Extracted material ▸
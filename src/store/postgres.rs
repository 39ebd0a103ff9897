//! Postgres-backed store.
//!
//! DESIGN
//! ======
//! Rows live in `canvas_strokes`. Row triggers publish every insert, and a
//! statement trigger publishes every delete, on the `canvas_changes` channel
//! as the same JSON the WebSocket feed uses, so a subscription is just a
//! `PgListener` that decodes and forwards.
//!
//! ERROR HANDLING
//! ==============
//! When the listener's connection drops, notifications sent while it was
//! down are lost. The forwarder reports that as a `Delete` so subscribers
//! clear and reload instead of silently missing strokes.

use sqlx::postgres::PgListener;
use sqlx::{PgPool, QueryBuilder};
use tokio::sync::mpsc;
use tracing::{error, info, warn};

use super::{RemoteStore, StoreError, StoreEvent, Subscription};
use crate::consts::{CHANGE_CHANNEL, INSERT_CHUNK_ROWS, SUBSCRIPTION_CAPACITY};
use crate::geometry::Point;
use crate::segment::Segment;

#[cfg(test)]
#[path = "postgres_test.rs"]
mod postgres_test;

type StrokeRow = (i64, f64, f64, f64, f64, String, f64, i64);

#[derive(Clone)]
pub struct PgStore {
    pool: PgPool,
}

impl PgStore {
    #[must_use]
    pub fn new(pool: PgPool) -> Self {
        Self { pool }
    }

    #[must_use]
    pub fn pool(&self) -> &PgPool {
        &self.pool
    }
}

fn row_to_segment((id, x0, y0, x1, y1, color, width, created_at): StrokeRow) -> Segment {
    Segment {
        id: Some(id),
        start: Point::new(x0, y0),
        end: Point::new(x1, y1),
        color,
        stroke_width: width,
        created_at: Some(created_at),
    }
}

/// Build one multi-row `INSERT` for a chunk of segments.
fn insert_statement(rows: &[Segment]) -> QueryBuilder<'_, sqlx::Postgres> {
    let mut builder = QueryBuilder::new("INSERT INTO canvas_strokes (x0, y0, x1, y1, color, width) ");
    builder.push_values(rows, |mut values, row| {
        values
            .push_bind(row.start.x)
            .push_bind(row.start.y)
            .push_bind(row.end.x)
            .push_bind(row.end.y)
            .push_bind(row.color.as_str())
            .push_bind(row.stroke_width);
    });
    builder
}

/// Decode one `NOTIFY` payload.
fn decode_notification(payload: &str) -> Result<StoreEvent, StoreError> {
    Ok(serde_json::from_str(payload)?)
}

#[async_trait::async_trait]
impl RemoteStore for PgStore {
    async fn insert_batch(&self, rows: &[Segment]) -> Result<(), StoreError> {
        if rows.is_empty() {
            return Ok(());
        }
        let mut tx = self.pool.begin().await?;
        for chunk in rows.chunks(INSERT_CHUNK_ROWS) {
            let mut statement = insert_statement(chunk);
            statement.build().execute(tx.as_mut()).await?;
        }
        tx.commit().await?;
        Ok(())
    }

    async fn delete_all(&self) -> Result<(), StoreError> {
        let result = sqlx::query("DELETE FROM canvas_strokes").execute(&self.pool).await?;
        info!(rows = result.rows_affected(), "deleted all strokes");
        Ok(())
    }

    async fn query_all_ordered_by_creation(&self) -> Result<Vec<Segment>, StoreError> {
        let rows = sqlx::query_as::<_, StrokeRow>(
            "SELECT id, x0, y0, x1, y1, color, width, created_at \
             FROM canvas_strokes ORDER BY created_at ASC, id ASC",
        )
        .fetch_all(&self.pool)
        .await?;
        Ok(rows.into_iter().map(row_to_segment).collect())
    }

    async fn subscribe(&self) -> Result<Subscription, StoreError> {
        let mut listener = PgListener::connect_with(&self.pool).await?;
        listener.listen(CHANGE_CHANNEL).await?;
        let (tx, rx) = mpsc::channel(SUBSCRIPTION_CAPACITY);

        let forwarder = tokio::spawn(async move {
            loop {
                let event = match listener.try_recv().await {
                    Ok(Some(notification)) => match decode_notification(notification.payload()) {
                        Ok(event) => event,
                        Err(e) => {
                            warn!(error = %e, payload = notification.payload(), "undecodable change notification");
                            continue;
                        }
                    },
                    Ok(None) => {
                        warn!("change listener reconnecting; requesting resync");
                        StoreEvent::Delete
                    }
                    Err(e) => {
                        error!(error = %e, "change listener failed");
                        break;
                    }
                };
                if tx.send(event).await.is_err() {
                    break;
                }
            }
        });

        Ok(Subscription::new(rx, Some(forwarder)))
    }
}
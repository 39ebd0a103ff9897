//! Stroke table routes.

use axum::extract::State;
use axum::http::StatusCode;
use axum::response::Json;
use tracing::{error, info, warn};

use crate::segment::{Segment, SegmentError};
use crate::state::AppState;
use crate::store::StoreError;

#[cfg(test)]
#[path = "strokes_test.rs"]
mod tests;

/// `GET /api/strokes` — every row, oldest first.
pub async fn list_strokes(State(state): State<AppState>) -> Result<Json<Vec<Segment>>, StatusCode> {
    let rows = state
        .store
        .query_all_ordered_by_creation()
        .await
        .map_err(store_error_to_status)?;
    Ok(Json(rows))
}

/// `POST /api/strokes` — insert a batch. The whole batch is rejected if any
/// row is invalid.
pub async fn insert_strokes(
    State(state): State<AppState>,
    Json(rows): Json<Vec<Segment>>,
) -> Result<StatusCode, StatusCode> {
    if let Err(e) = validate_batch(&rows) {
        warn!(error = %e, count = rows.len(), "rejected stroke batch");
        return Err(StatusCode::BAD_REQUEST);
    }
    if rows.is_empty() {
        return Ok(StatusCode::CREATED);
    }

    state.store.insert_batch(&rows).await.map_err(store_error_to_status)?;
    info!(count = rows.len(), "inserted strokes");
    Ok(StatusCode::CREATED)
}

/// `DELETE /api/strokes` — clear the board.
pub async fn delete_strokes(State(state): State<AppState>) -> Result<StatusCode, StatusCode> {
    state.store.delete_all().await.map_err(store_error_to_status)?;
    Ok(StatusCode::NO_CONTENT)
}

fn validate_batch(rows: &[Segment]) -> Result<(), SegmentError> {
    rows.iter().try_for_each(Segment::validate)
}

pub(crate) fn store_error_to_status(err: StoreError) -> StatusCode {
    match err {
        StoreError::InvalidSegment(_) | StoreError::Decode(_) => StatusCode::BAD_REQUEST,
        StoreError::Status(_) | StoreError::Http(_) | StoreError::WebSocket(_) => {
            error!(error = %err, "upstream store failed");
            StatusCode::BAD_GATEWAY
        }
        StoreError::Database(_) | StoreError::InvalidUrl(_) | StoreError::Injected(_) => {
            error!(error = %err, "store operation failed");
            StatusCode::INTERNAL_SERVER_ERROR
        }
    }
}
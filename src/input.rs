//! Pointer and touch input as delivered by the host page.
//!
//! Positions are in client coordinates (CSS pixels from the top-left of the
//! page's client area). [`PointerInput::action`] folds the mouse and touch
//! vocabularies into the three things a stroke session understands.

#[cfg(test)]
#[path = "input_test.rs"]
mod input_test;

use crate::geometry::Point;

/// Raw input event forwarded by the host.
#[derive(Debug, Clone, PartialEq)]
pub enum PointerInput {
    /// Mouse button pressed over the surface.
    Down(Point),
    /// Pointer moved over the surface.
    Move(Point),
    /// Mouse button released.
    Up,
    /// Pointer left the surface.
    Leave,
    /// Touch began. Carries every active touch; only the first is used.
    TouchStart(Vec<Point>),
    /// Touch moved. Carries every active touch; only the first is used.
    TouchMove(Vec<Point>),
    /// Touch ended or was cancelled.
    TouchEnd,
}

/// What an input event means for the stroke session.
#[derive(Debug, Clone, Copy, PartialEq)]
pub enum PointerAction {
    Begin(Point),
    Continue(Point),
    End,
}

impl PointerInput {
    /// Translate into a session action. Touch events without a touch point
    /// translate to nothing.
    #[must_use]
    pub fn action(&self) -> Option<PointerAction> {
        match self {
            Self::Down(p) => Some(PointerAction::Begin(*p)),
            Self::Move(p) => Some(PointerAction::Continue(*p)),
            Self::TouchStart(touches) => touches.first().map(|p| PointerAction::Begin(*p)),
            Self::TouchMove(touches) => touches.first().map(|p| PointerAction::Continue(*p)),
            Self::Up | Self::Leave | Self::TouchEnd => Some(PointerAction::End),
        }
    }
}
use super::*;
use crate::brush::Brush;
use crate::geometry::{Point, Viewport};
use crate::notify::RecordingNotifier;
use crate::raster::DisplayList;
use crate::store::MemoryStore;
use tokio::time::timeout;

struct Fixture {
    store: Arc<MemoryStore>,
    surface: SharedSurface<DisplayList>,
    notifier: Arc<RecordingNotifier>,
    replicator: StrokeReplicator<DisplayList>,
}

fn fixture() -> Fixture {
    let store = Arc::new(MemoryStore::new());
    let mut surface = DrawSurface::new(DisplayList::new(), Brush::default());
    surface.resize(Viewport::new(200.0, 100.0, 1.0));
    let surface = Arc::new(Mutex::new(surface));
    let notifier = Arc::new(RecordingNotifier::new());
    let replicator = StrokeReplicator::new(
        store.clone(),
        surface.clone(),
        notifier.clone(),
        Duration::from_millis(5),
        Handle::current(),
    );
    Fixture { store, surface, notifier, replicator }
}

fn seg(x: f64) -> Segment {
    Segment::new(Point::new(x, 0.5), Point::new(x + 0.05, 0.5), "#000000", 3.0)
}

async fn settle(replicator: &StrokeReplicator<DisplayList>) {
    timeout(Duration::from_secs(2), replicator.wait_idle())
        .await
        .expect("flush never went idle");
}

fn line_count(surface: &SharedSurface<DisplayList>) -> usize {
    lock(surface).raster().lines().len()
}

// =============================================================================
// enqueue / flush
// =============================================================================

#[tokio::test]
async fn segments_queued_together_go_out_in_one_batch() {
    let f = fixture();
    f.replicator.enqueue(seg(0.1));
    f.replicator.enqueue(seg(0.2));
    f.replicator.enqueue(seg(0.3));
    assert_eq!(f.replicator.state(), FlushState::Flushing);

    settle(&f.replicator).await;

    let batches = f.store.batches();
    assert_eq!(batches.len(), 1);
    assert_eq!(batches[0].len(), 3);
    assert_eq!(f.replicator.state(), FlushState::Idle);
    assert_eq!(f.replicator.pending_len(), 0);
}

#[tokio::test]
async fn segments_queued_during_a_write_go_out_in_the_next_batch() {
    let f = fixture();
    let hold = f.store.hold_inserts().await;

    f.replicator.enqueue(seg(0.1));
    timeout(Duration::from_secs(2), async {
        while f.store.insert_attempts() == 0 {
            tokio::time::sleep(Duration::from_millis(1)).await;
        }
    })
    .await
    .expect("first write never started");

    // The first batch is in flight; these must wait for the next one.
    f.replicator.enqueue(seg(0.2));
    f.replicator.enqueue(seg(0.3));
    assert_eq!(f.replicator.pending_len(), 2);
    assert_eq!(f.replicator.state(), FlushState::Flushing);

    drop(hold);
    settle(&f.replicator).await;

    let batches = f.store.batches();
    assert_eq!(batches.len(), 2);
    assert_eq!(batches[0].len(), 1);
    assert_eq!(batches[1].len(), 2);

    let xs: Vec<f64> = f.store.rows().iter().map(|r| r.start.x).collect();
    assert_eq!(xs, vec![0.1, 0.2, 0.3]);
}

#[tokio::test]
async fn failed_batch_is_dropped_and_flushing_recovers() {
    let f = fixture();
    f.store.fail_next_insert();

    f.replicator.enqueue(seg(0.1));
    settle(&f.replicator).await;
    assert!(f.store.rows().is_empty());
    assert_eq!(f.store.insert_attempts(), 1);

    f.replicator.enqueue(seg(0.2));
    settle(&f.replicator).await;
    let rows = f.store.rows();
    assert_eq!(rows.len(), 1);
    assert!((rows[0].start.x - 0.2).abs() < f64::EPSILON);
}

#[test]
fn enqueue_from_a_non_runtime_thread_flushes_on_the_given_runtime() {
    let runtime = tokio::runtime::Builder::new_multi_thread().worker_threads(1).enable_all().build().unwrap();
    let f = runtime.block_on(async { fixture() });

    let replicator = f.replicator.clone();
    std::thread::spawn(move || replicator.enqueue(seg(0.1))).join().unwrap();

    runtime.block_on(settle(&f.replicator));
    assert_eq!(f.store.rows().len(), 1);
}

#[tokio::test]
async fn wait_idle_returns_at_once_when_nothing_is_queued() {
    let f = fixture();
    settle(&f.replicator).await;
    assert_eq!(f.store.insert_attempts(), 0);
}

// =============================================================================
// load / remote changes
// =============================================================================

#[tokio::test]
async fn load_all_replays_rows_oldest_first() {
    let f = fixture();
    f.store.insert_batch(&[seg(0.1), seg(0.5)]).await.unwrap();

    assert_eq!(f.replicator.load_all().await, 2);

    let surface = lock(&f.surface);
    let lines = surface.raster().lines();
    assert_eq!(lines.len(), 2);
    assert!((lines[0].from.x - 20.0).abs() < 1e-9);
    assert!((lines[1].from.x - 100.0).abs() < 1e-9);
}

#[tokio::test]
async fn failed_load_leaves_surface_alone() {
    let f = fixture();
    f.replicator.on_remote_insert(&seg(0.1));
    f.store.fail_next_query();

    assert_eq!(f.replicator.load_all().await, 0);
    assert_eq!(line_count(&f.surface), 1);
}

#[tokio::test]
async fn remote_insert_is_drawn_even_when_already_present() {
    let f = fixture();
    let segment = seg(0.1);
    f.replicator.on_remote_insert(&segment);
    f.replicator.on_remote_insert(&segment);
    assert_eq!(line_count(&f.surface), 2);
}

#[tokio::test]
async fn remote_delete_clears_then_reloads() {
    let f = fixture();
    f.store.insert_batch(&[seg(0.1)]).await.unwrap();
    for x in [0.2, 0.3, 0.4] {
        f.replicator.on_remote_insert(&seg(x));
    }

    f.replicator.apply(StoreEvent::Delete).await;

    assert_eq!(line_count(&f.surface), 1);
}

#[tokio::test]
async fn apply_routes_inserts_to_the_surface() {
    let f = fixture();
    f.replicator.apply(StoreEvent::Insert { record: seg(0.1) }).await;
    assert_eq!(line_count(&f.surface), 1);
}

// =============================================================================
// clear
// =============================================================================

#[tokio::test]
async fn clear_all_empties_store_and_surface() {
    let f = fixture();
    f.store.insert_batch(&[seg(0.1), seg(0.2)]).await.unwrap();
    f.replicator.load_all().await;
    assert_eq!(line_count(&f.surface), 2);

    f.replicator.clear_all().await.unwrap();

    assert_eq!(line_count(&f.surface), 0);
    assert_eq!(f.replicator.load_all().await, 0);
    assert!(f.notifier.messages().is_empty());
}

#[tokio::test]
async fn failed_clear_notifies_and_keeps_the_drawing() {
    let f = fixture();
    f.store.insert_batch(&[seg(0.1)]).await.unwrap();
    f.replicator.load_all().await;
    f.store.fail_next_delete();

    assert!(f.replicator.clear_all().await.is_err());

    assert_eq!(line_count(&f.surface), 1);
    assert_eq!(f.store.rows().len(), 1);
    assert_eq!(f.notifier.messages(), vec![CLEAR_FAILED_MESSAGE.to_owned()]);
}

Task instructions ▸ Write out exactly the lines from the start of the material through the line with "use sqlx::postgres::PgListener;". No other output is expected.

Response below ▸
filename src/store/postgres.rs
repository 39ebd0a103ff9897
//! Postgres-backed store.
//!
//! DESIGN
//! ======
//! Rows live in `canvas_strokes`. Row triggers publish every insert, and a
//! statement trigger publishes every delete, on the `canvas_changes` channel
//! as the same JSON the WebSocket feed uses, so a subscription is just a
//! `PgListener` that decodes and forwards.
//!
//! ERROR HANDLING
//! ==============
//! When the listener's connection drops, notifications sent while it was
//! down are lost. The forwarder reports that as a `Delete` so subscribers
//! clear and reload instead of silently missing strokes.

use sqlx::postgres::PgListener;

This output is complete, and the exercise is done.